Information ->
//! Shared application state.
//!
//! DESIGN
//! ======
//! `AppState` is injected into Axum handlers via the `State` extractor.
//! It holds the text generator (absent when the backend could not be
//! configured) and a lock that serializes generations: one backend call runs
//! at a time, later requests wait their turn.

use std::sync::Arc;

use tokio::sync::Mutex;

use crate::llm::TextGenerator;

// =============================================================================
// APP STATE
// =============================================================================

/// Shared application state, injected into Axum handlers via State extractor.
/// Clone is required by Axum; all inner fields are Arc-wrapped.
#[derive(Clone)]
pub struct AppState {
    pub generator: Option<Arc<dyn TextGenerator>>,
    pub generation_lock: Arc<Mutex<()>>,
}

impl AppState {
    #[must_use]
    pub fn new(generator: Option<Arc<dyn TextGenerator>>) -> Self {
        Self { generator, generation_lock: Arc::new(Mutex::new(())) }
    }
}


#[cfg(test)]
#[path = "state_test.rs"]
mod tests;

Task requirements ->
Write out, word for word, the line that contains "#[must_use]" and every line after it through the last line of the listing.

Problem solution ->
    #[must_use]
    pub fn new(generator: Option<Arc<dyn TextGenerator>>) -> Self {
        Self { generator, generation_lock: Arc::new(Mutex::new(())) }
    }
}


#[cfg(test)]
#[path = "state_test.rs"]
mod tests;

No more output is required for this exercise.